ConnOpenTry is a response to a chain executing ConnOpenInit. The executing chain will validate the chain level parameters the counterparty has stored such as its chainID. The executing chain will also verify that if a previous connection exists for the specified connection identifier that all the parameters match and its previous state was in INIT.

This may occur when both chains execute ConnOpenInit simultaneously. If the connection does not exist then a connection identifier is generated in the same format done in ConnOpenInit. The executing chain will verify that the counterparty created a connection in INIT state.

The executing chain will also verify The ClientState and ConsensusState the counterparty stores for the executing chain. The executing chain will select a version from the intersection of its supported versions and the versions set by the counterparty. The connection is set and stored in the TRYOPEN state upon success.

ConnOpenAck may be called on a chain when the counterparty connection has entered TRYOPEN. A previous connection on the executing chain must exist in either INIT or TRYOPEN. The executing chain will verify the version the counterparty selected. If the counterparty selected its own connection identifier, it will be validated in the basic validation of a MsgConnOpenAck.

The counterparty connection state is verified along with the ClientState and ConsensusState stored for the executing chain. The connection is set and stored in the OPEN state upon success.

ConnOpenConfirm is a response to a chain executing ConnOpenAck. The executing chain's connection must be in TRYOPEN. The counterparty connection state is verified to be in the OPEN state. The connection is set and stored in the OPEN state upon success.

Connection Version Negotiation

During the handshake procedure for connections a version is agreed upon between the two parties. This occurs during the first 3 steps of the handshake.

During ConnOpenInit, party A is expected to set all the versions they wish to support within their connection state. It is expected that this set of versions is from most preferred to least preferred.

This is not a strict requirement for the SDK implementation of IBC because the party calling ConnOpenTry will greedily select the latest version it supports that the counterparty supports as well. A specific version can optionally be passed as Version to ensure that the handshake will either complete with that version or fail.

During ConnOpenTry, party B will select a version from the counterparty's supported versions. Priority will be placed on the latest supported version. If a matching version cannot be found an error is returned.

During ConnOpenAck, party A will verify that they can support the version party B selected. If they do not support the selected version an error is returned. After this step, the connection version is considered agreed upon.

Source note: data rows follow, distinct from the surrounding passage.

//! Tolerant multi-format timestamp parsing for broker exports.
//!
//! Brokers disagree on everything: separators, whether seconds are
//! present, whether the value is a Unix timestamp, whether there's a
//! trailing `Z`. We try a bounded, ordered list of formats and fall back
//! to epoch-seconds/milliseconds heuristics before giving up.

use chrono::{NaiveDateTime, TimeZone, Utc};

use crate::error::DateTimeError;

const FORMATS: &[&str] = &[
    "%Y-%m-%dT%H:%M:%S%.f",
    "%Y-%m-%dT%H:%M:%S",
    "%Y-%m-%d %H:%M:%S%.f",
    "%Y-%m-%d %H:%M:%S",
    "%Y-%m-%d %H:%M",
    "%Y/%m/%d %H:%M:%S",
    "%d/%m/%Y %H:%M:%S",
    "%m/%d/%Y %H:%M:%S",
    "%Y.%m.%d %H:%M:%S",
    "%d.%m.%Y %H:%M:%S",
    "%Y-%m-%d",
];

/// Parses a broker-formatted timestamp into a naive (timezone-less) instant.
///
/// A trailing `Z` is treated as UTC and converted to its naive instant.
/// Values that round-trip as an integer are treated as epoch seconds,
/// or epoch milliseconds when the magnitude is at least 10^12.
pub fn parse_datetime(value: &str) -> Result<NaiveDateTime, DateTimeError> {
    let trimmed = value.trim();
    if trimmed.is_empty() {
        return Err(DateTimeError::Empty);
    }

    if let Some(stripped) = trimmed.strip_suffix('Z')
        && let Ok(naive) = try_formats(stripped.trim()) {
            return Ok(naive);
        }

    if let Ok(naive) = try_formats(trimmed) {
        return Ok(naive);
    }

    if let Ok(epoch) = trimmed.parse::<i64>() {
        return parse_epoch(epoch);
    }

    Err(DateTimeError::InvalidDateTime(trimmed.to_string()))
}

fn try_formats(value: &str) -> Result<NaiveDateTime, ()> {
    for fmt in FORMATS {
        if let Ok(dt) = NaiveDateTime::parse_from_str(value, fmt) {
            return Ok(dt);
        }
    }
    if let Ok(date) = chrono::NaiveDate::parse_from_str(value, "%Y-%m-%d") {
        return Ok(date.and_hms_opt(0, 0, 0).unwrap());
    }
    Err(())
}

fn parse_epoch(epoch: i64) -> Result<NaiveDateTime, DateTimeError> {
    let (secs, nanos) = if epoch.unsigned_abs() >= 1_000_000_000_000 {
        (epoch / 1000, ((epoch % 1000).unsigned_abs() as u32) * 1_000_000)
    } else {
        (epoch, 0)
    };
    Utc.timestamp_opt(secs, nanos)
        .single()
        .map(|dt| dt.naive_utc())
        .ok_or_else(|| DateTimeError::InvalidDateTime(epoch.to_string()))
}

#[cfg(test)]
mod tests {
    use super::*;
    use chrono::NaiveDate;

    fn ndt(y: i32, m: u32, d: u32, h: u32, mi: u32, s: u32) -> NaiveDateTime {
        NaiveDate::from_ymd_opt(y, m, d)
            .unwrap()
            .and_hms_opt(h, mi, s)
            .unwrap()
    }

    #[test]
    fn parses_iso_with_t() {
        assert_eq!(
            parse_datetime("2024-01-15T10:30:00").unwrap(),
            ndt(2024, 1, 15, 10, 30, 0)
        );
    }

    #[test]
    fn parses_iso_with_z_as_utc() {
        assert_eq!(
            parse_datetime("2024-01-15T10:30:00Z").unwrap(),
            ndt(2024, 1, 15, 10, 30, 0)
        );
    }

    #[test]
    fn parses_space_separated() {
        assert_eq!(
            parse_datetime("2024-01-15 10:30:00").unwrap(),
            ndt(2024, 1, 15, 10, 30, 0)
        );
    }

    #[test]
    fn parses_slash_dmy() {
        assert_eq!(
            parse_datetime("15/01/2024 10:30:00").unwrap(),
            ndt(2024, 1, 15, 10, 30, 0)
        );
    }

    #[test]
    fn parses_dotted_mt4_format() {
        assert_eq!(
            parse_datetime("2024.01.15 10:30:00").unwrap(),
            ndt(2024, 1, 15, 10, 30, 0)
        );
    }

    #[test]
    fn parses_date_only() {
        assert_eq!(parse_datetime("2024-01-15").unwrap(), ndt(2024, 1, 15, 0, 0, 0));
    }

    #[test]
    fn parses_epoch_seconds() {
        let expected = ndt(2021, 1, 1, 0, 0, 0);
        let secs = expected.and_utc().timestamp();
        assert_eq!(parse_datetime(&secs.to_string()).unwrap(), expected);
    }

    #[test]
    fn parses_epoch_millis() {
        let expected = ndt(2021, 1, 1, 0, 0, 0);
        let millis = expected.and_utc().timestamp_millis();
        assert_eq!(parse_datetime(&millis.to_string()).unwrap(), expected);
    }

    #[test]
    fn rejects_garbage() {
        assert!(matches!(
            parse_datetime("not a date"),
            Err(DateTimeError::InvalidDateTime(_))
        ));
    }

    #[test]
    fn rejects_empty() {
        assert!(matches!(parse_datetime(""), Err(DateTimeError::Empty)));
    }
}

A Version is defined as follows:

type Version struct {
	// unique version identifier
	Identifier string 
	// list of features compatible with the specified identifier
	Features []string 

A version must contain a non empty identifier. Empty feature sets are allowed, but each feature must be a non empty string.

A set of versions should not contain two versions with the same identifier, but differing feature sets. This will result in undefined behavior with regards to version selection in ConnOpenTry. Each version in a set of versions should have a unique version identifier.

Channel Version Negotiation

During the channel handshake procedure a version must be agreed upon between the two parties. The selection process is largely left to the callers and the verification of valid versioning must be handled by application developers in the channel handshake callbacks.

During ChanOpenInit, a version string is passed in and set in party A's channel state.

During ChanOpenTry, a version string for party A and for party B are passed in. The party A version string must match the version string used in ChanOpenInit otherwise channel state verification will fail. The party B version string could be anything (even different than the proposed one by party A). However, the proposed version by party B is expected to be fully supported by party A.

During the ChanOpenAck callback, the application module is expected to verify the version proposed by party B using the MsgChanOpenAck CounterpartyVersion field. The application module should throw an error if the version string is not valid.

In general empty version strings are to be considered valid options for an application module.

Application modules may implement their own versioning system, such as semantic versioning, or they may lean upon the versioning system used for in connection version negotiation. To use the connection version semantics the application would simply pass the proto encoded version into each of the handshake calls and decode the version string into a Version instance to do version verification in the handshake callbacks.

Implementations which do not feel they would benefit from versioning can do basic string matching using a single compatible version.

Sending, Receiving, Acknowledging Packets

Terminology: Packet Commitment A hash of the packet stored on the sending chain. Packet Receipt A single bit indicating that a packet has been received. Used for timeouts. Acknowledgement Data written to indicate the result of receiving a packet. Typically conveying either success or failure of the receive.

A packet may be associated with one of the following states:

  • the packet does not exist (ie it has not been sent)

  • the packet has been sent but not received (the packet commitment exists on the sending chain, but no receipt exists on the receiving chain)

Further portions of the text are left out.